遠方からの参列や宿泊を伴う場合の追加アイテム
遠方から葬儀に参列する場合や、通夜に泊まり込んだり、葬儀後に親族で集まったりするなど、宿泊を伴う場合は、通常の持ち物に加えていくつかのアイテムが必要になります。
まず、着替えは日数分必要です。
通夜・告別式用の喪服とは別に、移動中や宿泊施設で過ごすための平服を用意しましょう。
下着や靴下も忘れずに。
洗面具(歯ブラシ、歯磨き粉、シャンプー、リンス、石鹸など)やタオルも必需品です。
宿泊施設によってはアメニティが用意されていますが、普段使い慣れたものを持参する方が安心できるでしょう。
また、宿泊先での乾燥対策として、保湿クリームやリップクリームがあると便利です。
長時間の移動や宿泊で体が疲れることもありますので、リラックスできるアイテム(例えば、使い捨てのアイマスクや耳栓など)があると、少しでも快適に過ごせるかもしれません。
さらに、移動手段によっては、乗り物酔い止め薬や、長時間座っていても疲れないようなクッションなどがあると役立ちます。

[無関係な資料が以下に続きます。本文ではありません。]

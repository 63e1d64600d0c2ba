//! Stateful session cache with passivation.
//!
//! This crate keeps conversational session state in memory with:
//! - A bounded resident set; least recently used idle sessions are
//!   passivated to a [`ContextStore`] when the cache is full
//! - Transparent activation when a passivated session is requested
//! - Exclusive checkout, so a session serves one caller at a time
//! - Idle-timeout passivation and removal of stale passivated records
//! - Lifecycle callbacks and interceptors around every transition
//!
//! # Example
//!
//! ```rust,ignore
//! use dormant_cache::{CacheConfig, ContextStore, StatefulCache};
//!
//! let config = CacheConfig::default()
//!     .with_max_size(1000)
//!     .with_idle_timeout(Duration::from_secs(600));
//!
//! let cache = StatefulCache::new(config, CartBean, ContextStore::in_memory());
//! let key = cache.create("ada")?;
//!
//! let mut cart = cache.get(&key)?;
//! cart.items.push("book".into());
//! cache.finished(cart)?;
//! ```

mod cache;
mod config;
mod error;
mod key;
mod lifecycle;
pub mod store;
mod sweeper;
mod usage;

pub use cache::{CacheStats, EntryInfo, SessionHandle, StatefulCache, SweepReport};
pub use config::{CacheConfig, DEFAULT_BLOCK_TIMEOUT, DEFAULT_MAX_SIZE, DEFAULT_SWEEP_INTERVAL};
pub use error::{Error, Result, StoreError};
pub use key::SessionKey;
pub use lifecycle::{
    EntryState, Event, HookError, HookResult, Interceptor, Lifecycle, Phase, PhaseContext,
    SessionBean, TracingInterceptor, transition,
};
pub use store::{ContextStore, FileBackend, MemoryBackend, RecordMeta, SqliteBackend, StoreBackend};
pub use sweeper::SweeperHandle;
pub use usage::UsageTracker;
//! Context store: externalization of passivated sessions.
//!
//! The cache is decoupled from storage through two layers:
//!
//! ```text
//! ContextStore               - encode/decode session state, error mapping
//!     └── StoreBackend (trait)   - byte-level records keyed by SessionKey
//!             └── MemoryBackend  - in-process map (tests, ephemeral use)
//!             └── FileBackend    - one file per session, atomic rename
//!             └── SqliteBackend  - one row per session
//! ```
//!
//! Records are a versioned JSON envelope around the serde form of the
//! session state.

mod file;
mod memory;
mod sqlite;

use std::sync::Arc;

use chrono::{DateTime, Utc};
use serde::de::DeserializeOwned;
use serde::{Deserialize, Serialize};
use tracing::{debug, warn};

use crate::error::{Error, Result, StoreError};
use crate::key::SessionKey;

pub use file::FileBackend;
pub use memory::MemoryBackend;
pub use sqlite::SqliteBackend;

/// Envelope format written by this version.
pub const RECORD_FORMAT: u32 = 1;

/// Result type for backend operations.
pub type StoreResult<T> = std::result::Result<T, StoreError>;

/// Metadata about one stored record.
#[derive(Debug, Clone, PartialEq, Eq, Serialize, Deserialize)]
pub struct RecordMeta {
    pub key: SessionKey,
    /// Encoded size in bytes.
    pub size: u64,
    pub stored_at: DateTime<Utc>,
}

/// Trait for storage backends holding passivated sessions.
///
/// Backends deal in opaque bytes; encoding is the [`ContextStore`]'s job.
/// Implementations must be safe to call from many threads at once.
pub trait StoreBackend: Send + Sync {
    /// Short backend name for logs.
    fn name(&self) -> &'static str;

    /// Store `bytes` under `key`, replacing any existing record.
    fn put(&self, key: &SessionKey, bytes: &[u8]) -> StoreResult<()>;

    /// Fetch the record for `key`.
    fn get(&self, key: &SessionKey) -> StoreResult<Option<Vec<u8>>>;

    /// Delete the record for `key`. Returns whether a record existed.
    fn delete(&self, key: &SessionKey) -> StoreResult<bool>;

    /// Whether a record exists for `key`.
    fn contains(&self, key: &SessionKey) -> StoreResult<bool> {
        Ok(self.get(key)?.is_some())
    }

    /// Metadata for every stored record.
    fn list(&self) -> StoreResult<Vec<RecordMeta>>;
}

#[derive(Serialize)]
struct EnvelopeRef<'a, S> {
    format: u32,
    key: SessionKey,
    passivated_at: DateTime<Utc>,
    state: &'a S,
}

#[derive(Deserialize)]
struct Envelope {
    format: u32,
    key: SessionKey,
    #[allow(dead_code)]
    passivated_at: DateTime<Utc>,
    state: serde_json::Value,
}

/// Passivation target for the cache.
///
/// Cheap to clone; clones share the backend.
#[derive(Clone)]
pub struct ContextStore {
    backend: Arc<dyn StoreBackend>,
}

impl ContextStore {
    /// Wrap a backend.
    pub fn new<B: StoreBackend + 'static>(backend: B) -> Self {
        Self {
            backend: Arc::new(backend),
        }
    }

    /// Wrap a shared backend.
    pub fn from_shared(backend: Arc<dyn StoreBackend>) -> Self {
        Self { backend }
    }

    /// In-memory store.
    pub fn in_memory() -> Self {
        Self::new(MemoryBackend::new())
    }

    pub fn backend(&self) -> &dyn StoreBackend {
        self.backend.as_ref()
    }

    /// Encode and store a session's state.
    pub fn passivate<S: Serialize>(&self, key: &SessionKey, state: &S) -> Result<()> {
        let envelope = EnvelopeRef {
            format: RECORD_FORMAT,
            key: *key,
            passivated_at: Utc::now(),
            state,
        };
        let bytes = serde_json::to_vec(&envelope).map_err(|e| Error::Serialization {
            key: *key,
            message: e.to_string(),
        })?;

        self.backend.put(key, &bytes)?;
        debug!(
            key = %key,
            bytes = bytes.len(),
            backend = self.backend.name(),
            "Session passivated"
        );
        Ok(())
    }

    /// Load and decode a session's state.
    ///
    /// A record that cannot be decoded is deleted before the error is returned.
    pub fn activate<S: DeserializeOwned>(&self, key: &SessionKey) -> Result<S> {
        let bytes = self.backend.get(key)?.ok_or(Error::NotFound(*key))?;

        match decode(key, &bytes) {
            Ok(state) => {
                debug!(key = %key, backend = self.backend.name(), "Session activated");
                Ok(state)
            }
            Err(message) => {
                warn!(key = %key, error = %message, "Discarding undecodable session record");
                self.backend.delete(key)?;
                Err(Error::Deserialization { key: *key, message })
            }
        }
    }

    /// Decode a record's state without activating or deleting it.
    pub fn inspect(&self, key: &SessionKey) -> Result<serde_json::Value> {
        let bytes = self.backend.get(key)?.ok_or(Error::NotFound(*key))?;
        decode(key, &bytes).map_err(|message| Error::Deserialization { key: *key, message })
    }

    /// Delete a record. Removing a missing record is not an error.
    pub fn remove(&self, key: &SessionKey) -> Result<bool> {
        Ok(self.backend.delete(key)?)
    }

    pub fn contains(&self, key: &SessionKey) -> Result<bool> {
        Ok(self.backend.contains(key)?)
    }

    /// Metadata for every passivated session.
    pub fn records(&self) -> Result<Vec<RecordMeta>> {
        Ok(self.backend.list()?)
    }

    /// Delete every record stored before `cutoff`, returning the purged keys.
    pub fn purge_older_than(&self, cutoff: DateTime<Utc>) -> Result<Vec<SessionKey>> {
        let mut purged = Vec::new();
        for meta in self.backend.list()? {
            if meta.stored_at < cutoff && self.backend.delete(&meta.key)? {
                purged.push(meta.key);
            }
        }
        if !purged.is_empty() {
            debug!(count = purged.len(), "Purged expired session records");
        }
        Ok(purged)
    }
}

fn decode<S: DeserializeOwned>(key: &SessionKey, bytes: &[u8]) -> std::result::Result<S, String> {
    let envelope: Envelope = serde_json::from_slice(bytes).map_err(|e| e.to_string())?;
    if envelope.format != RECORD_FORMAT {
        return Err(format!(
            "unsupported record format {} (expected {})",
            envelope.format, RECORD_FORMAT
        ));
    }
    if envelope.key != *key {
        return Err(format!("record belongs to session {}", envelope.key));
    }
    serde_json::from_value(envelope.state).map_err(|e| e.to_string())
}
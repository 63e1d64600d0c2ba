//! Stateful session cache with LRU passivation.
//!
//! Locking is two-level:
//! - each session slot has its own mutex, held across store I/O and hooks;
//! - the resident map (recency order, capacity accounting, usage tracker)
//!   has one mutex, held only for map bookkeeping.
//!
//! An entry lock may be held while taking the map lock. The map lock only
//! ever *try*-locks entries, so the two orders never deadlock.

use std::ops::{Deref, DerefMut};
use std::sync::atomic::{AtomicU64, Ordering};
use std::sync::{Arc, Weak};
use std::time::{Duration, Instant};

use chrono::Utc;
use lru::LruCache;
use parking_lot::lock_api::ArcMutexGuard;
use parking_lot::{Condvar, Mutex, RawMutex};
use serde::Serialize;
use tracing::{debug, trace, warn};

use crate::config::CacheConfig;
use crate::error::{Error, Result};
use crate::key::SessionKey;
use crate::lifecycle::{EntryState, Event, Lifecycle, Phase, SessionBean, transition};
use crate::store::ContextStore;
use crate::sweeper::SweeperHandle;
use crate::usage::UsageTracker;

/// Longest single wait on the capacity condvar before re-scanning for victims.
const WAIT_SLICE: Duration = Duration::from_millis(25);

/// Per-session slot guarded by its own lock.
struct Slot<S> {
    state: EntryState,
    /// `None` while passivated, being activated, or checked out.
    payload: Option<S>,
    last_access: Instant,
    /// Removal requested while in use; applied on finish.
    remove_pending: bool,
    /// Holds one unit of resident capacity.
    reserved: bool,
}

impl<S> Slot<S> {
    /// Locked stand-in inserted while a key is loaded from the store.
    fn placeholder() -> Self {
        Self {
            state: EntryState::Passivated,
            payload: None,
            last_access: Instant::now(),
            remove_pending: false,
            reserved: false,
        }
    }
}

type SlotRef<S> = Arc<Mutex<Slot<S>>>;
type SlotGuard<S> = ArcMutexGuard<RawMutex, Slot<S>>;

/// State protected by the map-level lock.
struct Resident<S> {
    /// All linked slots in recency order (placeholders included).
    lru: LruCache<SessionKey, SlotRef<S>>,

    /// In-use / idle tracking for the idle sweep.
    usage: UsageTracker,

    /// Capacity units held by slots and pending reservations.
    occupied: usize,
}

#[derive(Debug, Default)]
struct Counters {
    created: AtomicU64,
    activated: AtomicU64,
    passivated: AtomicU64,
    removed: AtomicU64,
    expired: AtomicU64,
    passivation_failures: AtomicU64,
}

impl Counters {
    fn bump(counter: &AtomicU64) {
        counter.fetch_add(1, Ordering::Relaxed);
    }
}

struct Inner<B: SessionBean> {
    resident: Mutex<Resident<B::State>>,

    /// Signalled whenever capacity is freed or a session becomes idle.
    capacity_changed: Condvar,

    lifecycle: Lifecycle<B>,
    store: ContextStore,
    config: CacheConfig,
    counters: Counters,
}

/// One unit of resident capacity, returned on drop unless committed.
struct Reservation<'a, B: SessionBean> {
    inner: &'a Inner<B>,
    armed: bool,
}

impl<B: SessionBean> Reservation<'_, B> {
    /// Hand the unit over to a linked slot.
    fn commit(mut self) {
        self.armed = false;
    }
}

impl<B: SessionBean> Drop for Reservation<'_, B> {
    fn drop(&mut self) {
        if self.armed {
            self.inner.resident.lock().occupied -= 1;
            self.inner.capacity_changed.notify_all();
        }
    }
}

/// Stateful session cache.
///
/// This cache provides:
/// - bounded residency with LRU passivation of idle sessions
/// - activation from the [`ContextStore`] on demand
/// - exclusive checkout: a session serves one caller at a time
/// - idle-timeout passivation via [`sweep`](Self::sweep) or a background sweeper
/// - lifecycle callbacks around every transition
///
/// Clones share the same cache.
pub struct StatefulCache<B: SessionBean> {
    inner: Arc<Inner<B>>,
}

遠方からの参列の場合、交通手段の手配(新幹線や飛行機のチケットなど)や宿泊先の予約も重要な準備の一つです。
これらの手配は、訃報を受けてからすぐに行う必要があるため、葬儀の持ち物リストと並行して確認を進めましょう。
また、葬儀の後に親族で会食をする場合など、少し改まった服装が必要になる可能性も考慮し、喪服以外の少しきれいめな服装を一着用意しておくと安心です。
葬儀の持ち物、いつから準備を始めるのが良い?
葬儀の持ち物準備は、いつから始めるのが良いのでしょうか。
突然の訃報に接してから慌てて準備する方もいらっしゃいますが、事前に準備しておけるものも多くあります。
ここでは、亡くなってから葬儀までの短い期間での準備と、生前からできる事前準備について解説します。
事前に準備を進めておくことで、いざという時に冷静に対応でき、故人様との最後の時間をより大切に過ごせるようになります。
亡くなってから葬儀までの短い期間での準備
人が亡くなってから葬儀が執り行われるまでは、非常に短い期間です。
一般的には、訃報を受けてから葬儀社に連絡し、遺体の搬送、安置、葬儀の形式や日程の打ち合わせ、通夜、告別式、火葬という流れで進みます。
この期間で、前述した必需品(喪服、香典、数珠、印鑑など)や、状況に応じて必要になる持ち物(着替え、洗面具など)を準備する必要があります。
特に、自宅以外で亡くなった場合は、病院などから遺体が搬送される前に、着替えや簡単な化粧品などを持参して駆けつける必要があることもあります。
この時は、まずは最低限の身だしなみを整えるものと、連絡手段(携帯電話)、そして財布などの貴重品だけを持って駆けつけることが多いです。
その後、葬儀社と打ち合わせながら、必要な持ち物をリストアップし、家族で分担して準備を進めるのが効率的です。
訃報はいつ届くか分かりません。
夜中や早朝の場合もあります。
そのような場合でも慌てずに対応できるよう、喪服や必要な小物はすぐに取り出せる場所にまとめておくと良いでしょう。
また、葬儀社との打ち合わせの際に、持ち物について分からないことがあれば遠慮なく質問しましょう。
葬儀のプロフェッショナルとして、必要なものや用意すべきものについて具体的にアドバイスしてくれます。
事前準備としてできること
葬儀の持ち物に関して、生前からできる事前準備はいくつかあります。
最も大きな準備の一つは、喪服の用意です。
いざという時に慌てて購入したりレンタルしたりする手間を省くため、自分に合ったサイズの喪服を一着用意しておくと安心です。
定期的にサイズが合っているか、傷んでいないか、クリーニングが必要かなどを確認しておきましょう。